New
#11
Thanks gied. I've been using regedit to check winlogon frequently and this time found a link to skype.dat in my user\scotty\appdata\roaming directory. I reset winlogon and I eliminated the file and 3 others as I could not determine exactly why they were there and would not upset anything if they disappeared. Seemed to be the right choice.
Finally ran a Spyhunter scan which found a dangerous lnk file although I don't think that was related. I've rebooted and the boot succeeeded, although I have not connected to my router yet. Want to do some more offline checking and install some additional software.

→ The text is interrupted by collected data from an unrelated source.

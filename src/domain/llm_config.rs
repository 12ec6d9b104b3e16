use serde::{Deserialize, Serialize};

#[derive(Debug, Serialize, Deserialize, Clone, PartialEq, Eq)]
pub enum LLMProvider {
    Local,
    OpenAI,
    OpenRouter,
    Google,
}

#[derive(Debug, Serialize, Deserialize, Clone)]
pub struct LLMConfig {
    pub provider: LLMProvider,
    pub base_url: String,
    pub model: String,
    /// Cheaper model used for critique and fix calls. Falls back to `model`.
    #[serde(default)]
    pub fast_model: Option<String>,
    #[serde(default)]
    pub api_key: Option<String>,
    pub max_tokens: Option<u32>,
    pub temperature: Option<f32>,
    #[serde(default = "default_timeout_secs")]
    pub timeout_secs: u64,
}

fn default_timeout_secs() -> u64 {
    120
}

impl LLMConfig {
    pub fn model_for(&self, variant: ModelVariant) -> &str {
        match variant {
            ModelVariant::Primary => &self.model,
            ModelVariant::Fast => self
                .fast_model
                .as_deref()
                .filter(|model| !model.trim().is_empty())
                .unwrap_or(&self.model),
        }
    }
}

impl Default for LLMConfig {
    fn default() -> Self {
        Self {
            provider: LLMProvider::Local,
            base_url: "http://localhost:1234/v1".to_string(),
            model: "local-model".to_string(),
            fast_model: None,
            api_key: None,
            max_tokens: Some(4096),
            temperature: Some(0.2),
            timeout_secs: default_timeout_secs(),
        }
    }
}

#[derive(Debug, Serialize, Deserialize, Clone, Copy, PartialEq, Eq, Default)]
#[serde(rename_all = "snake_case")]
pub enum ModelVariant {
    #[default]
    Primary,
    Fast,
}

/// Per-call knobs for a structured completion.
#[derive(Debug, Clone, Copy, PartialEq, Eq)]
pub struct CompletionOptions {
    pub max_tokens: Option<u32>,
    pub variant: ModelVariant,
    pub json_mode: bool,
}

impl CompletionOptions {
    pub fn primary(max_tokens: Option<u32>) -> Self {
        Self {
            max_tokens,
            variant: ModelVariant::Primary,
            json_mode: true,
        }
    }

    pub fn fast(max_tokens: Option<u32>) -> Self {
        Self {
            max_tokens,
            variant: ModelVariant::Fast,
            json_mode: true,
        }
    }
}

#[cfg(test)]
mod tests {
    use super::*;

    #[test]
    fn fast_variant_falls_back_to_primary_model() {
        let mut config = LLMConfig::default();
        assert_eq!(config.model_for(ModelVariant::Fast), "local-model");

        config.fast_model = Some("  ".to_string());
        assert_eq!(config.model_for(ModelVariant::Fast), "local-model");

        config.fast_model = Some("gpt-4o-mini".to_string());
        assert_eq!(config.model_for(ModelVariant::Fast), "gpt-4o-mini");
        assert_eq!(config.model_for(ModelVariant::Primary), "local-model");
    }
}
use crate::domain::error::{AppError, Result};
use lopdf::Document;
use tracing::debug;

/// Text layer of every page, pages separated by blank lines.
///
/// Scanned PDFs without a text layer come back empty rather than failing.
pub(super) fn extract(bytes: &[u8]) -> Result<String> {
    let document = Document::load_mem(bytes)
        .map_err(|e| AppError::ExtractionError(format!("Failed to load PDF: {}", e)))?;

    let page_numbers: Vec<u32> = document.get_pages().keys().copied().collect();
    let mut pages = Vec::with_capacity(page_numbers.len());
    for page in &page_numbers {
        match document.extract_text(&[*page]) {
            Ok(text) => {
                let trimmed = text.trim();
                if !trimmed.is_empty() {
                    pages.push(trimmed.to_string());
                }
            }
            Err(e) => debug!(page, error = %e, "Skipping PDF page without extractable text"),
        }
    }

    debug!(
        total_pages = page_numbers.len(),
        text_pages = pages.len(),
        "PDF text extracted"
    );
    Ok(pages.join("\n\n"))
}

Cottonball, I always attack infections manually as I know what to look for. This ransomware seems to install in a computer's c:\user\name\ directory first or else c:\user\name\AppData\Local\Temp. AppData\Roaming should also be checked.
This variant would not permit safe mode with network, only command line. Any attempt to do network forced a shutdown. Np prob, used my laptop and USB stick for file transfer. Thanks for the additional info on Roguekiller. Will hang onto it just in case. I'm not out of the water yet until I do a network boot and there are no issues. I was going to do the Kaspersky Unblocker solution and Rescue disk but will hold off until I check if I cleared the problem files.
I've recorded all my actions in detail and will write a followup document outlining the exact steps that need taken of that fastest way to eradicate it. The problem with all the information is none of it is really consolidated and seem directed at a specific variant. This one seems to have some tweaks to make it much harder to remove. Will update later.